Q2 2021 Earnings Conference Call

8/3/2021

spk05: good day and thank you for standing by welcome to the blackstone minerals second quarter 2021 earnings conference call at this time all participants are in a listen only mode after the speaker's presentation there will be a question and answer session to ask a question during the session you will need to press star 1 on your telephone please be advised that today's conference is being recorded and if you require any further assistance please press star 0. i would now like To hand the conference over to your speaker today, Mr. Evan Kiefer, please go ahead, sir.
spk02: Thank you, and good morning to everyone. Thank you for joining us either by phone or online for the Blackstone Minerals second quarter 2021 earnings conference call. Today's call is being recorded and will be available on our website along with the earnings release, which was issued last night.

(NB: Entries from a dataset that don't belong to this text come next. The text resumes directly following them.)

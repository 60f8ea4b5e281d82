#![allow(dead_code)]

use std::path::PathBuf;
use std::sync::Arc;

use axum::body::Body;
use axum::http::{Method, Request, Response};
use axum::Router;
use cinedex_api::config::ServerConfig;
use cinedex_api::router::build_app_router;
use cinedex_api::state::AppState;
use cinedex_core::catalog::MovieCatalog;
use cinedex_core::memory_store::InMemoryMovieStore;
use cinedex_core::store::MovieStore;
use http_body_util::BodyExt;
use tower::ServiceExt;

/// Build a test `ServerConfig` with safe defaults.
///
/// Mirrors the development CORS defaults and serves uploads from `uploads_dir`.
pub fn test_config(uploads_dir: PathBuf) -> ServerConfig {
    ServerConfig {
        host: "127.0.0.1".to_string(),
        port: 0,
        cors_origins: vec![
            "http://localhost:3000".to_string(),
            "https://movies.example.com".to_string(),
        ],
        cors_origin_suffixes: vec!["vercel.app".to_string()],
        request_timeout_secs: 30,
        uploads_dir,
    }
}

/// Build the full application router (same middleware stack as production)
/// over the given store.
pub fn build_app_with(store: Arc<dyn MovieStore>, config: ServerConfig) -> Router {
    let state = AppState {
        config: Arc::new(config.clone()),
        movies: MovieCatalog::new(store),
    };
    build_app_router(state, &config)
}

/// Build the application over a fresh in-memory store.
///
/// Returns the store too so tests can inspect it directly.
pub fn build_test_app() -> (Router, Arc<InMemoryMovieStore>) {
    let store = Arc::new(InMemoryMovieStore::new());
    let app = build_app_with(
        store.clone(),
        test_config(std::env::temp_dir().join("cinedex-test-uploads")),
    );
    (app, store)
}

pub async fn send(app: Router, request: Request<Body>) -> Response<Body> {
    app.oneshot(request).await.unwrap()
}

pub async fn get(app: Router, uri: &str) -> Response<Body> {
    let request = Request::builder()
        .method(Method::GET)
        .uri(uri)
        .body(Body::empty())
        .unwrap();
    send(app, request).await
}

pub async fn delete(app: Router, uri: &str) -> Response<Body> {
    let request = Request::builder()
        .method(Method::DELETE)
        .uri(uri)
        .body(Body::empty())
        .unwrap();
    send(app, request).await
}

pub async fn post_json(app: Router, uri: &str, body: serde_json::Value) -> Response<Body> {
    send_json(app, Method::POST, uri, body).await
}

pub async fn put_json(app: Router, uri: &str, body: serde_json::Value) -> Response<Body> {
    send_json(app, Method::PUT, uri, body).await
}

async fn send_json(
    app: Router,
    method: Method,
    uri: &str,
    body: serde_json::Value,
) -> Response<Body> {
    let request = Request::builder()
        .method(method)
        .uri(uri)
        .header("content-type", "application/json")
        .body(Body::from(body.to_string()))
        .unwrap();
    send(app, request).await
}

/// Collect a response body and parse it as JSON.
pub async fn body_json(response: Response<Body>) -> serde_json::Value {
    let bytes = response.into_body().collect().await.unwrap().to_bytes();
    serde_json::from_slice(&bytes).unwrap()
}

/// Titles of a JSON array of movies, in order.
pub fn titles(json: &serde_json::Value) -> Vec<String> {
    json.as_array()
        .unwrap()
        .iter()
        .map(|m| m["title"].as_str().unwrap().to_string())
        .collect()
}
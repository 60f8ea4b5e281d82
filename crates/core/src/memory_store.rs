//! In-process [`MovieStore`] backed by a `BTreeMap`.

use std::collections::BTreeMap;

use async_trait::async_trait;
use tokio::sync::RwLock;

use crate::movie::{Movie, NewMovie};
use crate::query::MovieQuery;
use crate::store::{MovieStore, StoreError};
use crate::types::{DbId, Timestamp};

#[derive(Debug, Default)]
struct Inner {
    rows: BTreeMap<DbId, Movie>,
    last_id: DbId,
}

/// Movie store that keeps every record in memory.
///
/// Ids start at 1 and are never reused, even after a delete.
#[derive(Debug, Default)]
pub struct InMemoryMovieStore {
    inner: RwLock<Inner>,
}

impl InMemoryMovieStore {
    pub fn new() -> Self {
        Self::default()
    }

    pub async fn len(&self) -> usize {
        self.inner.read().await.rows.len()
    }

    pub async fn is_empty(&self) -> bool {
        self.len().await == 0
    }
}

#[async_trait]
impl MovieStore for InMemoryMovieStore {
    async fn list(&self, query: &MovieQuery) -> Result<Vec<Movie>, StoreError> {
        let snapshot: Vec<Movie> = self.inner.read().await.rows.values().cloned().collect();
        Ok(query.apply(snapshot))
    }

    async fn find_by_id(&self, id: DbId) -> Result<Option<Movie>, StoreError> {
        Ok(self.inner.read().await.rows.get(&id).cloned())
    }

    async fn insert(&self, movie: &NewMovie, now: Timestamp) -> Result<Movie, StoreError> {
        let mut inner = self.inner.write().await;
        inner.last_id += 1;
        let row = Movie {
            id: inner.last_id,
            title: movie.title.clone(),
            genre: movie.genre.clone(),
            rating: movie.rating,
            poster_image: movie.poster_image.clone(),
            created_at: now,
            updated_at: now,
        };
        inner.rows.insert(row.id, row.clone());
        Ok(row)
    }

    async fn update(
        &self,
        id: DbId,
        movie: &NewMovie,
        now: Timestamp,
    ) -> Result<Option<Movie>, StoreError> {
        let mut inner = self.inner.write().await;
        let Some(row) = inner.rows.get_mut(&id) else {
            return Ok(None);
        };
        row.title = movie.title.clone();
        row.genre = movie.genre.clone();
        row.rating = movie.rating;
        row.poster_image = movie.poster_image.clone();
        row.updated_at = now;
        Ok(Some(row.clone()))
    }

    async fn delete(&self, id: DbId) -> Result<bool, StoreError> {
        Ok(self.inner.write().await.rows.remove(&id).is_some())
    }

    async fn ping(&self) -> Result<(), StoreError> {
        Ok(())
    }
}
//! Request handlers.
//!
//! Each submodule provides async handler functions for one resource.
//! Handlers delegate to the corresponding service in `cinedex_core` and map
//! errors via [`AppError`](crate::error::AppError).

pub mod movie;
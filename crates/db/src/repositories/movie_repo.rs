//! Repository for the `movies` table.

use cinedex_core::movie::NewMovie;
use cinedex_core::query::{MovieQuery, SortField, SortOrder};
use cinedex_core::types::{DbId, Timestamp};
use sqlx::PgPool;

use crate::models::movie::MovieRow;

/// Column list shared across queries to avoid repetition.
const COLUMNS: &str = "id, title, genre, rating, poster_image, created_at, updated_at";

/// Byte-wise title ordering, independent of the database locale.
const TITLE_KEY: &str = "title COLLATE \"C\"";

/// Provides CRUD operations for movies.
pub struct MovieRepo;

impl MovieRepo {
    /// Insert a new movie, returning the created row.
    pub async fn create(
        pool: &PgPool,
        input: &NewMovie,
        now: Timestamp,
    ) -> Result<MovieRow, sqlx::Error> {
        let query = format!(
            "INSERT INTO movies (title, genre, rating, poster_image, created_at, updated_at)
             VALUES ($1, $2, $3, $4, $5, $5)
             RETURNING {COLUMNS}"
        );
        sqlx::query_as::<_, MovieRow>(&query)
            .bind(&input.title)
            .bind(&input.genre)
            .bind(input.rating)
            .bind(&input.poster_image)
            .bind(now)
            .fetch_one(pool)
            .await
    }

    /// Find a movie by its ID.
    pub async fn find_by_id(pool: &PgPool, id: DbId) -> Result<Option<MovieRow>, sqlx::Error> {
        let query = format!("SELECT {COLUMNS} FROM movies WHERE id = $1");
        sqlx::query_as::<_, MovieRow>(&query)
            .bind(id)
            .fetch_optional(pool)
            .await
    }

    /// List every movie matching `filter`, ordered as it requests.
    ///
    /// Substring matching uses `strpos`, which is case-sensitive and treats
    /// `%` and `_` literally.
    pub async fn list(pool: &PgPool, filter: &MovieQuery) -> Result<Vec<MovieRow>, sqlx::Error> {
        let query = format!(
            "SELECT {COLUMNS} FROM movies {} ORDER BY {}",
            where_clause(filter),
            order_by_clause(filter)
        );

        tracing::debug!(sql = %query, "Listing movies");

        let mut q = sqlx::query_as::<_, MovieRow>(&query);

        if let Some(search) = &filter.search {
            q = q.bind(search);
        }
        if let Some(genre) = &filter.genre {
            q = q.bind(genre);
        }

        q.fetch_all(pool).await
    }

    /// Overwrite every mutable column. `created_at` is left untouched.
    ///
    /// Returns `None` if no row with the given `id` exists.
    pub async fn update(
        pool: &PgPool,
        id: DbId,
        input: &NewMovie,
        now: Timestamp,
    ) -> Result<Option<MovieRow>, sqlx::Error> {
        let query = format!(
            "UPDATE movies SET
                title = $2,
                genre = $3,
                rating = $4,
                poster_image = $5,
                updated_at = $6
             WHERE id = $1
             RETURNING {COLUMNS}"
        );
        sqlx::query_as::<_, MovieRow>(&query)
            .bind(id)
            .bind(&input.title)
            .bind(&input.genre)
            .bind(input.rating)
            .bind(&input.poster_image)
            .bind(now)
            .fetch_optional(pool)
            .await
    }

    /// Permanently delete a movie by ID. Returns `true` if a row was removed.
    pub async fn delete(pool: &PgPool, id: DbId) -> Result<bool, sqlx::Error> {
        let result = sqlx::query("DELETE FROM movies WHERE id = $1")
            .bind(id)
            .execute(pool)
            .await?;
        Ok(result.rows_affected() > 0)
    }
}

/// `WHERE` clause for the filters present in `filter`, or an empty string.
///
/// Placeholders are numbered in the order `search`, `genre`; binds must follow
/// the same order.
fn where_clause(filter: &MovieQuery) -> String {
    let mut conditions: Vec<String> = Vec::new();
    let mut param_idx: usize = 1;

    if filter.search.is_some() {
        conditions.push(format!("strpos(title, ${param_idx}) > 0"));
        param_idx += 1;
    }
    if filter.genre.is_some() {
        conditions.push(format!(
            "genre IS NOT NULL AND strpos(genre, ${param_idx}) > 0"
        ));
    }

    if conditions.is_empty() {
        String::new()
    } else {
        format!("WHERE {}", conditions.join(" AND "))
    }
}

fn order_by_clause(filter: &MovieQuery) -> String {
    let direction = match filter.sort_order {
        SortOrder::Asc => "ASC",
        SortOrder::Desc => "DESC",
    };
    match filter.sort_by {
        SortField::Title => format!("{TITLE_KEY} {direction}"),
        SortField::Rating => format!("COALESCE(rating, 0) {direction}, {TITLE_KEY} ASC"),
    }
}
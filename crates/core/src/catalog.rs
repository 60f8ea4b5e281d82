//! Movie catalog service: the operations behind the `/movies` endpoints.
//!
//! Every mutation validates its input before touching the store, then checks
//! existence through the store's own return value. Nothing is retried; store
//! failures surface as [`CoreError::Store`].

use std::sync::Arc;

use chrono::{SubsecRound, Utc};

use crate::error::CoreError;
use crate::movie::{Movie, MovieInput};
use crate::query::MovieQuery;
use crate::store::{MovieStore, StoreError};
use crate::types::{DbId, Timestamp};

const ENTITY: &str = "Movie";

/// Entry point for reading and writing movies.
///
/// Cheap to clone; the store is shared behind an `Arc`.
#[derive(Clone)]
pub struct MovieCatalog {
    store: Arc<dyn MovieStore>,
}

impl MovieCatalog {
    pub fn new(store: Arc<dyn MovieStore>) -> Self {
        Self { store }
    }

    /// All movies matching `query`, filtered and ordered by the store.
    pub async fn list(&self, query: &MovieQuery) -> Result<Vec<Movie>, CoreError> {
        Ok(self.store.list(query).await?)
    }

    pub async fn get_by_id(&self, id: DbId) -> Result<Movie, CoreError> {
        self.store
            .find_by_id(id)
            .await?
            .ok_or(CoreError::NotFound { entity: ENTITY, id })
    }

    /// Validate `input` and persist it as a new movie.
    pub async fn create(&self, input: MovieInput) -> Result<Movie, CoreError> {
        let movie = input.into_new_movie()?;
        let created = self.store.insert(&movie, now()).await?;
        tracing::info!(movie_id = created.id, title = %created.title, "Movie created");
        Ok(created)
    }

    /// Replace every mutable field of `id` with `input`.
    ///
    /// Validation runs first, so an invalid body for a missing id reports the
    /// validation failure rather than `NotFound`.
    pub async fn update(&self, id: DbId, input: MovieInput) -> Result<Movie, CoreError> {
        let movie = input.into_new_movie()?;
        let updated = self
            .store
            .update(id, &movie, now())
            .await?
            .ok_or(CoreError::NotFound { entity: ENTITY, id })?;
        tracing::info!(movie_id = id, "Movie updated");
        Ok(updated)
    }

    /// Permanently remove `id`.
    pub async fn delete(&self, id: DbId) -> Result<(), CoreError> {
        if self.store.delete(id).await? {
            tracing::info!(movie_id = id, "Movie deleted");
            Ok(())
        } else {
            Err(CoreError::NotFound { entity: ENTITY, id })
        }
    }

    pub async fn ping(&self) -> Result<(), StoreError> {
        self.store.ping().await
    }
}

/// Current time at the precision PostgreSQL `TIMESTAMPTZ` keeps, so the value
/// returned from a write equals the value read back later.
fn now() -> Timestamp {
    Utc::now().trunc_subsecs(6)
}
//! PostgreSQL persistence for the movie catalog.

pub mod models;
pub mod pg_store;
pub mod repositories;

use sqlx::postgres::{PgConnectOptions, PgPoolOptions};

pub use pg_store::PgMovieStore;

pub type DbPool = sqlx::PgPool;

/// Create a connection pool from parsed connection options.
pub async fn create_pool(options: PgConnectOptions) -> Result<DbPool, sqlx::Error> {
    PgPoolOptions::new()
        .max_connections(20)
        .connect_with(options)
        .await
}

/// Round-trip a trivial query to confirm the database is reachable.
pub async fn health_check(pool: &DbPool) -> Result<(), sqlx::Error> {
    sqlx::query("SELECT 1").execute(pool).await?;
    Ok(())
}

/// Apply any pending migrations embedded from `crates/db/migrations`.
pub async fn run_migrations(pool: &DbPool) -> Result<(), sqlx::migrate::MigrateError> {
    sqlx::migrate!("./migrations").run(pool).await
}
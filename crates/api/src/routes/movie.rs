//! Route definitions for the `/movies` resource.

use axum::routing::get;
use axum::Router;

use crate::handlers::movie;
use crate::state::AppState;

/// Routes mounted at `/movies`.
///
/// ```text
/// GET    /        -> list   (?search=&genre=&sortBy=&sortOrder=)
/// POST   /        -> create
/// GET    /{id}    -> get_by_id
/// PUT    /{id}    -> update
/// DELETE /{id}    -> delete
/// ```
pub fn router() -> Router<AppState> {
    Router::new()
        .route("/", get(movie::list).post(movie::create))
        .route(
            "/{id}",
            get(movie::get_by_id)
                .put(movie::update)
                .delete(movie::delete),
        )
}
//! Row structs matching database tables.
//!
//! Each row converts into its domain type from `cinedex_core`.

pub mod movie;
use std::sync::Arc;

use cinedex_core::catalog::MovieCatalog;

use crate::config::ServerConfig;

/// Shared application state available to all Axum handlers via `State<AppState>`.
///
/// This is cheaply cloneable (inner data is behind `Arc`).
#[derive(Clone)]
pub struct AppState {
    /// Server configuration.
    pub config: Arc<ServerConfig>,
    /// Movie catalog service over the configured store.
    pub movies: MovieCatalog,
}
//! cinedex API server library.
//!
//! Exposes the building blocks (config, state, error handling, routes) so
//! integration tests and the binary entrypoint can both access them.

pub mod config;
pub mod error;
pub mod handlers;
pub mod query;
pub mod router;
pub mod routes;
pub mod state;
//! Repository layer.
//!
//! Each repository is a zero-sized struct providing async CRUD methods
//! that accept `&PgPool` as the first argument.

pub mod movie_repo;

pub use movie_repo::MovieRepo;
use std::collections::BTreeMap;

use axum::extract::rejection::{JsonRejection, PathRejection, QueryRejection};
use axum::http::StatusCode;
use axum::response::{IntoResponse, Response};
use cinedex_core::error::CoreError;
use serde_json::json;

/// Application-level error type for HTTP handlers.
///
/// Wraps [`CoreError`] for domain errors and adds HTTP-specific variants.
/// Implements [`IntoResponse`] to produce consistent JSON error responses.
#[derive(Debug, thiserror::Error)]
pub enum AppError {
    /// A domain-level error from `cinedex_core`.
    #[error(transparent)]
    Core(#[from] CoreError),

    /// A request that could not be decoded (bad JSON, bad query string, bad path).
    #[error("Bad request: {0}")]
    BadRequest(String),
}

/// Convenience type alias for handler return values.
pub type AppResult<T> = Result<T, AppError>;

impl From<JsonRejection> for AppError {
    fn from(rejection: JsonRejection) -> Self {
        AppError::BadRequest(rejection.body_text())
    }
}

impl From<QueryRejection> for AppError {
    fn from(rejection: QueryRejection) -> Self {
        AppError::BadRequest(rejection.body_text())
    }
}

impl From<PathRejection> for AppError {
    fn from(rejection: PathRejection) -> Self {
        AppError::BadRequest(rejection.body_text())
    }
}

impl IntoResponse for AppError {
    fn into_response(self) -> Response {
        match &self {
            AppError::Core(CoreError::NotFound { entity, id }) => error_response(
                StatusCode::NOT_FOUND,
                "NOT_FOUND",
                format!("{entity} with id {id} not found"),
            ),

            AppError::Core(CoreError::Validation(fields)) => {
                let mut by_field: BTreeMap<&str, Vec<&str>> = BTreeMap::new();
                for e in fields.iter() {
                    by_field
                        .entry(e.field.as_str())
                        .or_default()
                        .push(e.message.as_str());
                }
                let body = json!({
                    "error": format!("Validation failed: {fields}"),
                    "code": "VALIDATION_ERROR",
                    "fields": by_field,
                });
                (StatusCode::BAD_REQUEST, axum::Json(body)).into_response()
            }

            AppError::Core(CoreError::Store(err)) => {
                tracing::error!(error = %err, "Store error");
                error_response(
                    StatusCode::INTERNAL_SERVER_ERROR,
                    "INTERNAL_ERROR",
                    "An internal error occurred".to_string(),
                )
            }

            AppError::BadRequest(msg) => {
                error_response(StatusCode::BAD_REQUEST, "BAD_REQUEST", msg.clone())
            }
        }
    }
}

fn error_response(status: StatusCode, code: &'static str, message: String) -> Response {
    let body = json!({
        "error": message,
        "code": code,
    });

    (status, axum::Json(body)).into_response()
}
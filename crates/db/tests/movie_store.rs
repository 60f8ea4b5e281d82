//! Integration tests for the PostgreSQL movie store.
//!
//! These need a reachable PostgreSQL server via `DATABASE_URL`; run them with
//! `cargo test -p cinedex-db -- --ignored`.

use chrono::{SubsecRound, Utc};
use cinedex_core::movie::NewMovie;
use cinedex_core::query::MovieQuery;
use cinedex_core::store::MovieStore;
use cinedex_db::PgMovieStore;
use sqlx::PgPool;

// ---------------------------------------------------------------------------
// Helpers
// ---------------------------------------------------------------------------

fn new_movie(title: &str, genre: Option<&str>, rating: Option<i32>) -> NewMovie {
    NewMovie {
        title: title.to_string(),
        genre: genre.map(str::to_string),
        rating,
        poster_image: None,
    }
}

async fn seed(store: &PgMovieStore) {
    for (title, genre, rating) in [
        ("War Horse", Some("Drama"), Some(4)),
        ("Star Wars", Some("Sci-Fi"), Some(5)),
        ("Alien", Some("Sci-Fi Horror"), None),
        ("Warrior", None, Some(4)),
        ("Amelie", Some("Comedy"), None),
        ("war games", Some("Thriller"), Some(2)),
        ("100% Wolf", Some("Family"), Some(3)),
    ] {
        store
            .insert(&new_movie(title, genre, rating), Utc::now())
            .await
            .unwrap();
    }
}

async fn titles(store: &PgMovieStore, query: &MovieQuery) -> Vec<String> {
    store
        .list(query)
        .await
        .unwrap()
        .into_iter()
        .map(|m| m.title)
        .collect()
}

// ---------------------------------------------------------------------------
// CRUD
// ---------------------------------------------------------------------------

#[sqlx::test(migrations = "./migrations")]
#[ignore = "requires PostgreSQL"]
async fn insert_then_find_round_trips(pool: PgPool) {
    let store = PgMovieStore::new(pool);
    let now = Utc::now().trunc_subsecs(6);

    let created = store
        .insert(&new_movie("Dune", Some("Sci-Fi"), Some(5)), now)
        .await
        .unwrap();
    assert!(created.id > 0);
    assert_eq!(created.created_at, now);
    assert_eq!(created.updated_at, now);

    let found = store.find_by_id(created.id).await.unwrap().unwrap();
    assert_eq!(found, created);
}

#[sqlx::test(migrations = "./migrations")]
#[ignore = "requires PostgreSQL"]
async fn update_replaces_fields_and_keeps_created_at(pool: PgPool) {
    let store = PgMovieStore::new(pool);
    let created = store
        .insert(&new_movie("Heat", Some("Crime"), Some(4)), Utc::now())
        .await
        .unwrap();

    let later = created.created_at + chrono::Duration::seconds(10);
    let updated = store
        .update(created.id, &new_movie("Heat (1995)", None, None), later)
        .await
        .unwrap()
        .unwrap();

    assert_eq!(updated.title, "Heat (1995)");
    assert_eq!(updated.genre, None);
    assert_eq!(updated.rating, None);
    assert_eq!(updated.created_at, created.created_at);
    assert_eq!(updated.updated_at, later.trunc_subsecs(6));
}

#[sqlx::test(migrations = "./migrations")]
#[ignore = "requires PostgreSQL"]
async fn missing_ids_report_absence(pool: PgPool) {
    let store = PgMovieStore::new(pool);
    assert!(store.find_by_id(999).await.unwrap().is_none());
    assert!(store
        .update(999, &new_movie("X", None, None), Utc::now())
        .await
        .unwrap()
        .is_none());
    assert!(!store.delete(999).await.unwrap());
}

#[sqlx::test(migrations = "./migrations")]
#[ignore = "requires PostgreSQL"]
async fn delete_is_permanent(pool: PgPool) {
    let store = PgMovieStore::new(pool);
    let created = store
        .insert(&new_movie("Brazil", None, None), Utc::now())
        .await
        .unwrap();

    assert!(store.delete(created.id).await.unwrap());
    assert!(store.find_by_id(created.id).await.unwrap().is_none());
    assert!(!store.delete(created.id).await.unwrap());
}

#[sqlx::test(migrations = "./migrations")]
#[ignore = "requires PostgreSQL"]
async fn out_of_range_rating_violates_check_constraint(pool: PgPool) {
    let store = PgMovieStore::new(pool);
    let result = store
        .insert(&new_movie("Bad", None, Some(9)), Utc::now())
        .await;
    assert!(result.is_err());
}

// ---------------------------------------------------------------------------
// Listing agrees with the in-memory query semantics
// ---------------------------------------------------------------------------

#[sqlx::test(migrations = "./migrations")]
#[ignore = "requires PostgreSQL"]
async fn list_matches_in_memory_ordering(pool: PgPool) {
    let store = PgMovieStore::new(pool);
    seed(&store).await;

    let everything = store.list(&MovieQuery::default()).await.unwrap();

    for (search, genre, sort_by, sort_order) in [
        (None, None, None, None),
        (None, None, Some("title"), Some("desc")),
        (None, None, Some("rating"), None),
        (None, None, Some("RATING"), Some("DESC")),
        (Some("War"), None, None, None),
        (Some("War"), Some("Sci-Fi"), None, None),
        (None, Some("r"), Some("rating"), Some("desc")),
    ] {
        let query = MovieQuery::from_params(search, genre, sort_by, sort_order);
        let expected: Vec<String> = query
            .apply(everything.clone())
            .into_iter()
            .map(|m| m.title)
            .collect();
        assert_eq!(titles(&store, &query).await, expected, "query: {query:?}");
    }
}

#[sqlx::test(migrations = "./migrations")]
#[ignore = "requires PostgreSQL"]
async fn search_is_case_sensitive_and_literal(pool: PgPool) {
    let store = PgMovieStore::new(pool);
    seed(&store).await;

    let war = MovieQuery::from_params(Some("War"), None, None, None);
    assert_eq!(
        titles(&store, &war).await,
        vec!["Star Wars", "War Horse", "Warrior"]
    );

    let percent = MovieQuery::from_params(Some("%"), None, None, None);
    assert_eq!(titles(&store, &percent).await, vec!["100% Wolf"]);
}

Before we start, I'd like to advise you that we'll be making forward-looking statements during this call about our plans, expectations, and assumptions regarding our future performance. These statements involve risks that may cause our actual results to differ materially from the results expressed or implied in our forward-looking statements. For a discussion of these risks, you should refer to the cautionary information about forward-looking statements in our press release from yesterday and the risk factors section from our 2020 10-K. We may refer to certain non-GAAP financial measures that we believe are useful in evaluating our performance. A reconciliation of those measures to the most directly comparable gap measure and other information about these non-gap metrics are described in our earnings press release from yesterday, which can also be found on our website at blackstoneminerals.com. Joining me on the call from the company are Tom Carter, Chairman and CEO, Jeff Wood, President and Chief Financial Officer, Steve Putman, Senior Vice President and General Counsel, Carrie Clark, Senior Vice President, Land and Legal, and Garrett Grimion, Vice President of Engineering and Geology. I'll now turn the call over to Tom.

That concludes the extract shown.